と、谷のすぐ向う側で、童子たちの怒鳴っている声が聞こえてきました。
「そら、ここに怪しい者がいるぞ。ひっとらえろ!」
「何だ、誰がいたのだ?」
「おいぼれの法師が隠れていたぞ。あの目を見ろ、普通の人間には見えぬぞ」
(大変だ。中国のテングが、とうとう捕まったぞ)
  日本のテングも恐ろしさに、ただ頭を地にすりつけるようにして、じっとひれ伏していました。
  やがて足音が、遠ざかって行きました。
  日本のテングは、そっとやぶからはい出すと、あたりを見回しました。
  すると十人ばかりの童子たちが、老法師姿の中国テングを取り巻いているのが見えました。
「どこの法師だ、名前を言え。なんの用があって、こんな所に隠れていた!」
  一人の童子が、大声で言いました。
  中国のテングは大きな体を小さくして、あえぎあえぎ答えました。
「わたくしは、中国から渡って来た、テングでございます」
「なに、中国のテングか。何をしに来たんだ」
「はい、偉いお坊さんが、ここをお通りになると聞いて待っていました。
  一番始めにこられたお坊さんは、火界(かかい)の呪文を唱えておられたので、こしの上は一面の火の海でございました。

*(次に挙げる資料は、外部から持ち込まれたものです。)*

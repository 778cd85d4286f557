// Copyright 2025 the Quintessence Authors
// SPDX-License-Identifier: Apache-2.0 OR MIT

//! Input validation errors.

use thiserror::Error;

/// Errors returned when a series or viewport cannot produce meaningful geometry.
///
/// All geometry functions validate before computing anything, so an error always means no
/// partial output was produced.
#[derive(Debug, Clone, Copy, PartialEq, Error)]
pub enum InvalidInput {
    /// The series has no points.
    #[error("series is empty")]
    EmptySeries,
    /// A value is `NaN` or infinite.
    #[error("value at index {index} is not finite")]
    NonFinite {
        /// Position of the offending point.
        index: usize,
    },
    /// A pie (or bar) value is below zero.
    #[error("value {value} at index {index} is negative")]
    Negative {
        /// Position of the offending point.
        index: usize,
        /// The rejected value.
        value: f64,
    },
    /// Every pie value is zero, so no proportion can be drawn.
    #[error("pie values sum to zero")]
    ZeroTotal,
    /// The viewport margins leave a negative-size (or non-finite) plot area.
    #[error("viewport margins exceed its size")]
    DegenerateViewport,
    /// The pie center is not finite, or the radius is negative or not finite.
    #[error("pie layout needs a finite center and a finite, non-negative radius")]
    DegenerateLayout,
}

  うっかり近寄ろうものなら、こちらが焼け死んでしまいますので、一目散に逃げました。
  次に来られたお坊さんは、不動明王(ふどうみょうおう)の呪文を唱えておられたうえに、セイタカ童子が鉄の杖を持って守っておられました。
  それでまた、大急ぎで逃げました。
 今度のお坊さまは、恐ろしい呪文はお唱えにならず、ただ、お経を心の中でよんでおられただけでした。
  それで恐ろしいとも思わなかったのですが、こうして、捕まえられてしまいました」
  中国のテングが、やっとこう答えると、童子たちは、
「大して、重い罪人でもなさそうだ。許して逃がしてやろう」と、言って、
 みんなでひと足ずつ老法師の腰を踏みつけると、向こうへ行ってしまいました。
  慈恵大僧正(じえだいそうじょう)の一行が山を上って行ってしまうと、日本のテングはそっとやぶの中からはい出して来ました。
  そして腰の辺りをさすっている、中国のテングのそばに行きました。
「いかがなされた。今度は、うまく行きましたかな?」
  日本のテングは、しらぬ顔で聞きました。
  すると中国のテングは、目に涙を浮かべながら答えました。
「そんな、ひどい事を行って下さるな。
 さながら、生き仏の様な徳の高い名僧たち相手に、勝てるはずもないではないか」
「ごもっともでござる。
 しかし、あなたは中国という大国のテングではござらぬか。
  それゆえ、日本の様な小国の人など、たとえ高僧、名僧とはいっても、心のままにこらしめる事が出来ると思うたまでの事でござる。
  ・・・が、この様に腰まで折られるとは、まことにお気の毒な事でござるわ」
  日本のテングもさすがに気の毒だと思い、中国のテングを北山にある温泉に連れて行きました。
  そして折られた腰を温泉に入れて治してやってから、中国の国へ送り返してやったという事です。